# Exercise prompt:
Using "offset" as the search string, find the matching lines below and copy them.

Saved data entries
---+---

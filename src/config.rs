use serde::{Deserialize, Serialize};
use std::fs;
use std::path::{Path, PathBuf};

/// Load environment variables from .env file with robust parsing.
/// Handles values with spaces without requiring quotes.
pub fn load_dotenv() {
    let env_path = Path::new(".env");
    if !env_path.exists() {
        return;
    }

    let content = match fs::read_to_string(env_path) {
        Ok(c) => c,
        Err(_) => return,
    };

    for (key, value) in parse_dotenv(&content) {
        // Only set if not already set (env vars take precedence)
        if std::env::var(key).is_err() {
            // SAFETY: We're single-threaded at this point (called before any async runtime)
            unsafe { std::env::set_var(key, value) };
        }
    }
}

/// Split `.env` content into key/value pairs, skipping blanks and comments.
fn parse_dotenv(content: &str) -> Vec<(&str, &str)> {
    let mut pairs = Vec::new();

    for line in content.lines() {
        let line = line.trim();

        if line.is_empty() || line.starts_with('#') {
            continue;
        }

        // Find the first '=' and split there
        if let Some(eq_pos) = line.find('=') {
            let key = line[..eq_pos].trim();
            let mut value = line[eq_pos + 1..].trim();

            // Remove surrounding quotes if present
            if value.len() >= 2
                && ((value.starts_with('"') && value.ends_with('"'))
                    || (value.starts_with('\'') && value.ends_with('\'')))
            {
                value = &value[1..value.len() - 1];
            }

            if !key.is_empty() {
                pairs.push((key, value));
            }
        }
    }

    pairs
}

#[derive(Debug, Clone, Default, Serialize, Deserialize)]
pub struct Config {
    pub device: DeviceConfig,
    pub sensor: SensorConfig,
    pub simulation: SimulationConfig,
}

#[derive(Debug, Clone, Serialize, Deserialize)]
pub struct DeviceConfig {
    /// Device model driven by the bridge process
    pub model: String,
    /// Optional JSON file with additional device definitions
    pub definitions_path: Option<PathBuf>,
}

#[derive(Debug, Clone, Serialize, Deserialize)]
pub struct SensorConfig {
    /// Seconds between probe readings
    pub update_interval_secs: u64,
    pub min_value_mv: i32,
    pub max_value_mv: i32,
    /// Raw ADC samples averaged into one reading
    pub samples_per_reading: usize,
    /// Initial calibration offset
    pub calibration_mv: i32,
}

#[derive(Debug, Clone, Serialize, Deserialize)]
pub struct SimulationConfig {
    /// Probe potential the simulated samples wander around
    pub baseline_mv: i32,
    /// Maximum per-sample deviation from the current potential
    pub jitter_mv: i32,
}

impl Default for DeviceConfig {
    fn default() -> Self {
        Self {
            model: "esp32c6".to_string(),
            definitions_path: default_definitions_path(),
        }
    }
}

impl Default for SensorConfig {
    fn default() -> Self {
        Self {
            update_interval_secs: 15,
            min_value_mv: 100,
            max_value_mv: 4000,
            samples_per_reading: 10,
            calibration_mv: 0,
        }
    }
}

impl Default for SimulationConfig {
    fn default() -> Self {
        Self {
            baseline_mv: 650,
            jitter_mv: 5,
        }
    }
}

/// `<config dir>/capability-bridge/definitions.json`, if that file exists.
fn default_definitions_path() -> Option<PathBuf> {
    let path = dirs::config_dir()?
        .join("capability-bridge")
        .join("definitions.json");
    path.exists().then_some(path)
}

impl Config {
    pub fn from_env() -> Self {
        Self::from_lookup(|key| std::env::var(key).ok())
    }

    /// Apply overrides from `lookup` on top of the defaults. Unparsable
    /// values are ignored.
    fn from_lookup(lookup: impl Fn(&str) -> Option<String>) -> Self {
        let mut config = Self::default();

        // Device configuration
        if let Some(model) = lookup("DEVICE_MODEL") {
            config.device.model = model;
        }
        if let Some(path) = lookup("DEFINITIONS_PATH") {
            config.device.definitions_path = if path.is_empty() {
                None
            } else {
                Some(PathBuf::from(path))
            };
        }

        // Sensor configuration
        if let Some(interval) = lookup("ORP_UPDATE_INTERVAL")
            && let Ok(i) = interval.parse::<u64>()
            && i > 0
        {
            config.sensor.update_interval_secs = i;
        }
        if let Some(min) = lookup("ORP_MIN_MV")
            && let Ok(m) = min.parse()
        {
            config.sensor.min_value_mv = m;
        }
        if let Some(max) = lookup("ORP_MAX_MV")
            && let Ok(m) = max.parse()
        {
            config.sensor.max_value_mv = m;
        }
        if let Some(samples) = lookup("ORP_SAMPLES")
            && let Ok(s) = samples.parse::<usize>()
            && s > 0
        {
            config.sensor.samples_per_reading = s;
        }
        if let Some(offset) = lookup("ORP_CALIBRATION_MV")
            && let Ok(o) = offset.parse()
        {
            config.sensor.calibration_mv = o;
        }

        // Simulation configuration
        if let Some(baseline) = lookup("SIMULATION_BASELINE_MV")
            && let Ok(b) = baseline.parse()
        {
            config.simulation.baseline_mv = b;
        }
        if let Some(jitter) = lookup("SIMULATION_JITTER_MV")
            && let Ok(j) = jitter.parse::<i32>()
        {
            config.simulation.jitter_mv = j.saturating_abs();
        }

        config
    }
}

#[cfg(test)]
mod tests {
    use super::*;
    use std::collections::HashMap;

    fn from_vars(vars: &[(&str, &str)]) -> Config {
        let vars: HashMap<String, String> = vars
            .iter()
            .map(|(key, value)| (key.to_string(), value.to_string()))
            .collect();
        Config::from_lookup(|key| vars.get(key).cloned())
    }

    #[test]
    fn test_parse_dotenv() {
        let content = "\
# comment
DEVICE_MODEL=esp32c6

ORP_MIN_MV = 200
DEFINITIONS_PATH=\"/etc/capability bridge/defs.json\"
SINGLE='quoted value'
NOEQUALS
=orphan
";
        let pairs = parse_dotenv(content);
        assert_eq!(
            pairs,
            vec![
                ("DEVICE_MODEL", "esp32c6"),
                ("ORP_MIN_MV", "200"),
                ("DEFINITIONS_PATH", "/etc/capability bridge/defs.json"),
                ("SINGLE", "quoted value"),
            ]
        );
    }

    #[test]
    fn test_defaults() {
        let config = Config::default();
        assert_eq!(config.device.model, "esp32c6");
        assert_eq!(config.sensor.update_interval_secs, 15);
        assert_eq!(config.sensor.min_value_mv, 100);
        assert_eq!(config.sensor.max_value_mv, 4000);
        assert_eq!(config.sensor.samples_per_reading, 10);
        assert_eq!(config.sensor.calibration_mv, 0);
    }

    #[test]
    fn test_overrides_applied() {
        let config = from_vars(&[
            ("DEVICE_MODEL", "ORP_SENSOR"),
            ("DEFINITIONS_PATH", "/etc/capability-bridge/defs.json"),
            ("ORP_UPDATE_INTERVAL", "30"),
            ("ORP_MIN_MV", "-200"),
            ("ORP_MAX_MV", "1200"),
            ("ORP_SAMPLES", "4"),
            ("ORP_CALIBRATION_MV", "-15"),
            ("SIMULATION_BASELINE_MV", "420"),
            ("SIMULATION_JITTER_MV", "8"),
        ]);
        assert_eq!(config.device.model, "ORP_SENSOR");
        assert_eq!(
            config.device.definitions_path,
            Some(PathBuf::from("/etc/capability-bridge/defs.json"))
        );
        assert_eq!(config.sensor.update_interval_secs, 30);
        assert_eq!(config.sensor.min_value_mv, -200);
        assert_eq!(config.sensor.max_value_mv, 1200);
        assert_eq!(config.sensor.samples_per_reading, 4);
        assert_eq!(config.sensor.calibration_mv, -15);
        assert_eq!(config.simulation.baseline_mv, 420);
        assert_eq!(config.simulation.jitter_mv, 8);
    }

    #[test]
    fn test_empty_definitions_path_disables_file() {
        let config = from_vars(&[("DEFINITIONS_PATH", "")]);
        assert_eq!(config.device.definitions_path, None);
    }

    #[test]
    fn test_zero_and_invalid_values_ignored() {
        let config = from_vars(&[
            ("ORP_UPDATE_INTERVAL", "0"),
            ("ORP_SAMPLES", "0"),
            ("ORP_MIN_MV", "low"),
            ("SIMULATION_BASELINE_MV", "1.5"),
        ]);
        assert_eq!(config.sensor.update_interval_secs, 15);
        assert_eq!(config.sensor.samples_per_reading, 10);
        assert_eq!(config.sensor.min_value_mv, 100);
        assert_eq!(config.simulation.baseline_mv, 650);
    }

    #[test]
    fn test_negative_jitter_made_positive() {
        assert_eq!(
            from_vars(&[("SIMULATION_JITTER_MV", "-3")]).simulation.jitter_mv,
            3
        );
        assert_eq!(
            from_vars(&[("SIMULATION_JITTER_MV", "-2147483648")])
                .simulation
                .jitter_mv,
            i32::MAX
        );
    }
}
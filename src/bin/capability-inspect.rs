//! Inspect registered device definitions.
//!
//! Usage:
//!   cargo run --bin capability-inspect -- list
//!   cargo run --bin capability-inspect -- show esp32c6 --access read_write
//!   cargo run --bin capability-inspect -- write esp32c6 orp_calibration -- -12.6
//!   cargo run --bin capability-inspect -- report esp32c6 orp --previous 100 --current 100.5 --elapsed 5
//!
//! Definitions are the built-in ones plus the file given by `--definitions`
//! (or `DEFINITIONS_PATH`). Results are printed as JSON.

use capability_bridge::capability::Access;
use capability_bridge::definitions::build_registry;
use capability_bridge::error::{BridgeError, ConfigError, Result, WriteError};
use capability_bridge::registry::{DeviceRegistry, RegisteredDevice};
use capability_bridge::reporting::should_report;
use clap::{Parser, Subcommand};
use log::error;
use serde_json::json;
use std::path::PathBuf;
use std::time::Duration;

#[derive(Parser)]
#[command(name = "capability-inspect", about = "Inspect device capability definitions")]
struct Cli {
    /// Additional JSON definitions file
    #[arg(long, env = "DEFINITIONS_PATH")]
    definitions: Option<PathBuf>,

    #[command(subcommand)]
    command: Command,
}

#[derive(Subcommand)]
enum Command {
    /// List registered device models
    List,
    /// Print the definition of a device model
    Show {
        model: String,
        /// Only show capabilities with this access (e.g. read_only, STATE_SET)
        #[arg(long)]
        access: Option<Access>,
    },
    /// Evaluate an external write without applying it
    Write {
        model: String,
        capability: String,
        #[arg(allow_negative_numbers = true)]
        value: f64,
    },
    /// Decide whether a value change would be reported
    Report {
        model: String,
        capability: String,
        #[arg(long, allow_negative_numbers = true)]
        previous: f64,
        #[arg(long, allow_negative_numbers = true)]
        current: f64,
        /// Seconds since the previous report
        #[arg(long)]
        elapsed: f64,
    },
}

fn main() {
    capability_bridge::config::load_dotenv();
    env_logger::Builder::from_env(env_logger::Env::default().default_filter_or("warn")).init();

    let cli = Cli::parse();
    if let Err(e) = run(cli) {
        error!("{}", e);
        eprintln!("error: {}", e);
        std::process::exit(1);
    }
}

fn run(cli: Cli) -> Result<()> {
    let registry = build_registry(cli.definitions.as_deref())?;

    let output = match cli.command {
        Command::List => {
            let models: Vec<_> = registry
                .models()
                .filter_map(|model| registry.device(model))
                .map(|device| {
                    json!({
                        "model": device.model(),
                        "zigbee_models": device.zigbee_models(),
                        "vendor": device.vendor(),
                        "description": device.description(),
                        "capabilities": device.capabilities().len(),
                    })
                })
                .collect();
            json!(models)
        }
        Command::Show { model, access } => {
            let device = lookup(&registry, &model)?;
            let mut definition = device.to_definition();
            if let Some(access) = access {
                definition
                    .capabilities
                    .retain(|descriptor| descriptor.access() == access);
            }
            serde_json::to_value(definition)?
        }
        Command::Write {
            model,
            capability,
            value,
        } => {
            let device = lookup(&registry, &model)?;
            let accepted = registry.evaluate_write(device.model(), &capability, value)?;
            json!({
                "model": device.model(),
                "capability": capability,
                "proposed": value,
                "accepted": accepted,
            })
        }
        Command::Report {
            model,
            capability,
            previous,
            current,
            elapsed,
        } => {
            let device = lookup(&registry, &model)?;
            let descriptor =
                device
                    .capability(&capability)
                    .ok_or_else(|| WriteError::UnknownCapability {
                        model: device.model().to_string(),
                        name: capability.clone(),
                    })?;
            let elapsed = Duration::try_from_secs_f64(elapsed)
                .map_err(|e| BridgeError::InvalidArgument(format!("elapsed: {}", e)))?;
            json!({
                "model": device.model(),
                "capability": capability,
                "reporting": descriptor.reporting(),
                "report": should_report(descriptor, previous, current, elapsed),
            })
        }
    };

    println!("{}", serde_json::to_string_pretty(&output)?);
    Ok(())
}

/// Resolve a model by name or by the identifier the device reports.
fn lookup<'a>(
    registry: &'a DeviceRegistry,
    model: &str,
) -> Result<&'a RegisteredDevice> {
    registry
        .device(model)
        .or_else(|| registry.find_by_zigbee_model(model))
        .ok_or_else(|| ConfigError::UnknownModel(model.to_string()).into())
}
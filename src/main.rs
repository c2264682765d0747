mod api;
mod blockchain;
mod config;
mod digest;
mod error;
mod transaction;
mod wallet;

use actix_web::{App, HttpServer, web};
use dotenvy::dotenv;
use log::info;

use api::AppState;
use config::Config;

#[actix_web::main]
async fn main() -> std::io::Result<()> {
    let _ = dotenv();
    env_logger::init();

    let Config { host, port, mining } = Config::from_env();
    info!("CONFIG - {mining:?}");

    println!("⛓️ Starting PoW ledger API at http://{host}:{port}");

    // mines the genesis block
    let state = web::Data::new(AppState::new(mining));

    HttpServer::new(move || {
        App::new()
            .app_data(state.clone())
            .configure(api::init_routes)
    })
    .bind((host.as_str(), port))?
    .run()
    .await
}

---+---

# Your response:
    /// Initial calibration offset
        if let Some(offset) = lookup("ORP_CALIBRATION_MV")
            && let Ok(o) = offset.parse()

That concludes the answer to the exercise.